» **Stored items**
════════════════

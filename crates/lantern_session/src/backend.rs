//! Backend selection and latching
//!
//! A session services symbol queries through exactly one backend family:
//! the in-process LSP core or an external editor plugin. The choice is
//! resolved when the first project activates (project override, else the
//! session default) and is then latched: switching mid-session would mean
//! tearing down live server sessions, which is disallowed. Later
//! activations must be compatible with the latched value.

use lantern_core::prelude::*;
use lantern_settings::LanguageBackend;
use parking_lot::Mutex;

/// Resolves and latches the effective backend for one session
pub struct BackendSelector {
  session_default: LanguageBackend,
  latched: Mutex<Option<LanguageBackend>>,
}

impl BackendSelector {
  pub fn new(session_default: LanguageBackend) -> Self {
    Self {
      session_default,
      latched: Mutex::new(None),
    }
  }

  /// The backend currently in effect: the latched value, or the session
  /// default when no project has activated yet.
  pub fn effective(&self) -> LanguageBackend {
    self.latched.lock().unwrap_or(self.session_default)
  }

  /// Resolve the backend for a project activation.
  ///
  /// The first activation latches `override ∥ session default`. Subsequent
  /// activations succeed iff the project's override is unset or equal to
  /// the latched backend; otherwise `BackendMismatch`.
  pub fn activate(
    &self,
    project: &str,
    backend_override: Option<LanguageBackend>,
  ) -> Result<LanguageBackend> {
    let mut latched = self.latched.lock();
    match *latched {
      None => {
        let chosen = backend_override.unwrap_or(self.session_default);
        info!(project, backend = %chosen, "Latching session backend");
        *latched = Some(chosen);
        Ok(chosen)
      },
      Some(active) => match backend_override {
        None => Ok(active),
        Some(requested) if requested == active => Ok(active),
        Some(requested) => Err(Error::BackendMismatch {
          project: project.to_string(),
          requested: requested.to_string(),
          active: active.to_string(),
        }),
      },
    }
  }
}
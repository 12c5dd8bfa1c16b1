//! Kotlin language server adapter (JetBrains kotlin-lsp)
//!
//! Settings recognised under `ls_specific.kotlin`:
//!
//! - `ls_path`: override the executable path entirely
//! - `kotlin_lsp_version`: pin the server version used in the download URL
//! - `jvm_options`: value of `JAVA_TOOL_OPTIONS`; an explicit empty string
//!   means "no JVM options", which is distinct from leaving the key unset
//!   (default `-Xmx2G`)
//!
//! Newer server builds (261+) index asynchronously after `initialized` and
//! report progress tokens; older builds index inside `initialize` and never
//! send progress. Both flow through the default token-based readiness.

use lantern_core::prelude::*;
use lantern_settings::LanguageSettings;
use serde_json::{json, Value};
use std::path::{Path, PathBuf};
use std::sync::Arc;

use crate::launch::{
  find_in_path, CoreDependencyInstaller, DependencyProvider, LaunchDescriptor, Platform,
  SinglePathProvider,
};
use crate::uri::path_to_uri;

use super::LanguageAdapter;

// 2GB heap is sufficient for most projects; override via jvm_options for
// large codebases
const DEFAULT_JVM_OPTIONS: &str = "-Xmx2G";

const DEFAULT_VERSION: &str = "261.13587.0";

fn platform_suffix(platform: Platform) -> &'static str {
  match platform {
    Platform::WinX64 => "win-x64",
    Platform::LinuxX64 => "linux-x64",
    Platform::LinuxArm64 => "linux-aarch64",
    Platform::MacX64 => "mac-x64",
    Platform::MacArm64 => "mac-aarch64",
  }
}

/// Single-path provider for the kotlin-lsp distribution
struct KotlinDependencyProvider {
  version: String,
}

impl SinglePathProvider for KotlinDependencyProvider {
  fn language_id(&self) -> &str {
    "kotlin"
  }

  fn executable_path(&self, resources_dir: &Path, platform: Platform) -> PathBuf {
    let script = if platform.is_windows() {
      "kotlin-lsp.cmd"
    } else {
      "kotlin-lsp.sh"
    };
    resources_dir.join("kotlin_language_server").join(script)
  }

  fn download_url(&self, platform: Platform) -> Result<String> {
    Ok(format!(
      "https://download-cdn.jetbrains.com/kotlin-lsp/{version}/kotlin-lsp-{version}-{suffix}.zip",
      version = self.version,
      suffix = platform_suffix(platform),
    ))
  }
}

/// Adapter for the Kotlin language server
#[derive(Default)]
pub struct KotlinAdapter {
  resources_dir: Option<PathBuf>,
  installer: Option<Arc<dyn CoreDependencyInstaller>>,
}

impl KotlinAdapter {
  /// Cache downloaded server builds under this directory
  pub fn with_resources_dir(mut self, dir: impl Into<PathBuf>) -> Self {
    self.resources_dir = Some(dir.into());
    self
  }

  /// Plug in the download/extract machinery
  pub fn with_installer(mut self, installer: Arc<dyn CoreDependencyInstaller>) -> Self {
    self.installer = Some(installer);
    self
  }

  fn executable(
    &self,
    platform: Platform,
    settings: &LanguageSettings,
  ) -> Result<PathBuf> {
    if let Some(ls_path) = settings.get_str("ls_path") {
      let path = PathBuf::from(ls_path);
      if !path.exists() {
        return Err(Error::DependencyMissing {
          language: "kotlin".to_string(),
          reason: format!("configured ls_path does not exist: {}", path.display()),
        });
      }
      return Ok(path);
    }

    if let Some(resources_dir) = &self.resources_dir {
      let provider = KotlinDependencyProvider {
        version: settings
          .get_str("kotlin_lsp_version")
          .unwrap_or(DEFAULT_VERSION)
          .to_string(),
      };
      return provider.get_or_install(resources_dir, platform, self.installer.as_deref());
    }

    find_in_path("kotlin-lsp").ok_or_else(|| Error::DependencyMissing {
      language: "kotlin".to_string(),
      reason: "kotlin-lsp not on PATH and no resources directory configured".to_string(),
    })
  }
}

impl DependencyProvider for KotlinAdapter {
  fn resolve(
    &self,
    root: &Path,
    platform: Platform,
    settings: &LanguageSettings,
  ) -> Result<LaunchDescriptor> {
    let executable = self.executable(platform, settings)?;

    // Unset vs explicitly empty matters here: absent means the default heap,
    // "" means launch with no JVM options at all
    let jvm_options = settings
      .get_str("jvm_options")
      .unwrap_or(DEFAULT_JVM_OPTIONS);

    Ok(
      LaunchDescriptor::new(executable, root)
        .arg("--stdio")
        .env_set("JAVA_TOOL_OPTIONS", jvm_options),
    )
  }
}

impl LanguageAdapter for KotlinAdapter {
  fn language_id(&self) -> &'static str {
    "kotlin"
  }

  fn file_extensions(&self) -> &'static [&'static str] {
    &["kt", "kts"]
  }

  fn resolve_launch(
    &self,
    root: &Path,
    platform: Platform,
    settings: &LanguageSettings,
  ) -> Result<LaunchDescriptor> {
    DependencyProvider::resolve(self, root, platform, settings)
  }

  fn initialize_params(&self, root: &Path) -> Result<Value> {
    let root_uri = path_to_uri(root)?;
    let root_name = root
      .file_name()
      .map(|n| n.to_string_lossy().into_owned())
      .unwrap_or_else(|| "workspace".to_string());

    Ok(json!({
      "clientInfo": {"name": "Lantern Kotlin Client", "version": env!("CARGO_PKG_VERSION")},
      "locale": "en",
      "processId": std::process::id(),
      "rootPath": root.to_string_lossy(),
      "rootUri": root_uri.as_str(),
      "capabilities": {
        "workspace": {
          "applyEdit": true,
          "workspaceEdit": {
            "documentChanges": true,
            "resourceOperations": ["create", "rename", "delete"],
            "failureHandling": "textOnlyTransactional",
            "normalizesLineEndings": true,
          },
          "didChangeConfiguration": {"dynamicRegistration": true},
          "didChangeWatchedFiles": {"dynamicRegistration": true, "relativePatternSupport": true},
          "symbol": {
            "dynamicRegistration": true,
            "symbolKind": {"valueSet": (1..=26).collect::<Vec<i32>>()},
          },
          "executeCommand": {"dynamicRegistration": true},
          "configuration": true,
          "workspaceFolders": true,
        },
        "textDocument": {
          "publishDiagnostics": {"relatedInformation": true, "versionSupport": false},
          "synchronization": {
            "dynamicRegistration": true,
            "willSave": true,
            "willSaveWaitUntil": true,
            "didSave": true,
          },
          "completion": {
            "dynamicRegistration": true,
            "contextSupport": true,
            "completionItem": {
              "snippetSupport": false,
              "commitCharactersSupport": true,
              "documentationFormat": ["markdown", "plaintext"],
              "deprecatedSupport": true,
              "preselectSupport": true,
            },
            "completionItemKind": {"valueSet": (1..=25).collect::<Vec<i32>>()},
          },
          "hover": {"dynamicRegistration": true, "contentFormat": ["markdown", "plaintext"]},
          "signatureHelp": {
            "dynamicRegistration": true,
            "signatureInformation": {
              "documentationFormat": ["markdown", "plaintext"],
              "parameterInformation": {"labelOffsetSupport": true},
            },
          },
          "definition": {"dynamicRegistration": true, "linkSupport": true},
          "references": {"dynamicRegistration": true},
          "documentHighlight": {"dynamicRegistration": true},
          "documentSymbol": {
            "dynamicRegistration": true,
            "symbolKind": {"valueSet": (1..=26).collect::<Vec<i32>>()},
            "hierarchicalDocumentSymbolSupport": true,
            "labelSupport": true,
          },
          "semanticTokens": {
            "dynamicRegistration": true,
            "formats": ["relative"],
            "requests": {"range": true, "full": {"delta": true}},
            "multilineTokenSupport": false,
            "overlappingTokenSupport": false,
          },
        },
        "window": {
          "showMessage": {"messageActionItem": {"additionalPropertiesSupport": true}},
          "showDocument": {"support": true},
          "workDoneProgress": true,
        },
        "general": {
          "regularExpressions": {"engine": "ECMAScript", "version": "ES2020"},
          "markdown": {"parser": "marked", "version": "1.1.0"},
          "positionEncodings": ["utf-16"],
        },
      },
      "initializationOptions": {
        "workspaceFolders": [root_uri.as_str()],
        "storagePath": null,
        "codegen": {"enabled": false},
        "compiler": {"jvm": {"target": "default"}},
        "completion": {"snippets": {"enabled": true}},
        "diagnostics": {"enabled": true, "level": 4, "debounceTime": 250},
        "scripts": {"enabled": true, "buildScriptsEnabled": true},
        "indexing": {"enabled": true},
        "externalSources": {"useKlsScheme": false, "autoConvertToKotlin": false},
        "inlayHints": {"typeHints": false, "parameterHints": false, "chainedHints": false},
      },
      "trace": "off",
      "workspaceFolders": [{"uri": root_uri.as_str(), "name": root_name}],
    }))
  }

  fn required_capabilities(&self) -> &'static [&'static str] {
    &[
      "textDocumentSync",
      "hoverProvider",
      "completionProvider",
      "signatureHelpProvider",
      "definitionProvider",
      "referencesProvider",
      "documentSymbolProvider",
      "workspaceSymbolProvider",
      "semanticTokensProvider",
    ]
  }
}
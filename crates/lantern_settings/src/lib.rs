//! Lantern Settings
//!
//! Session-wide and per-language configuration.

pub mod settings;

pub use settings::{LanguageBackend, LanguageSettings, Settings, TimeoutSettings};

════════════════

» **Work request**
When you answer, output each line of the data exactly as given, from its first line up to and including the one with "mid-session would mean".

» **Reply to the task**
filename crates/lantern_session/src/backend.rs
//! Backend selection and latching
//!
//! A session services symbol queries through exactly one backend family:
//! the in-process LSP core or an external editor plugin. The choice is
//! resolved when the first project activates (project override, else the
//! session default) and is then latched: switching mid-session would mean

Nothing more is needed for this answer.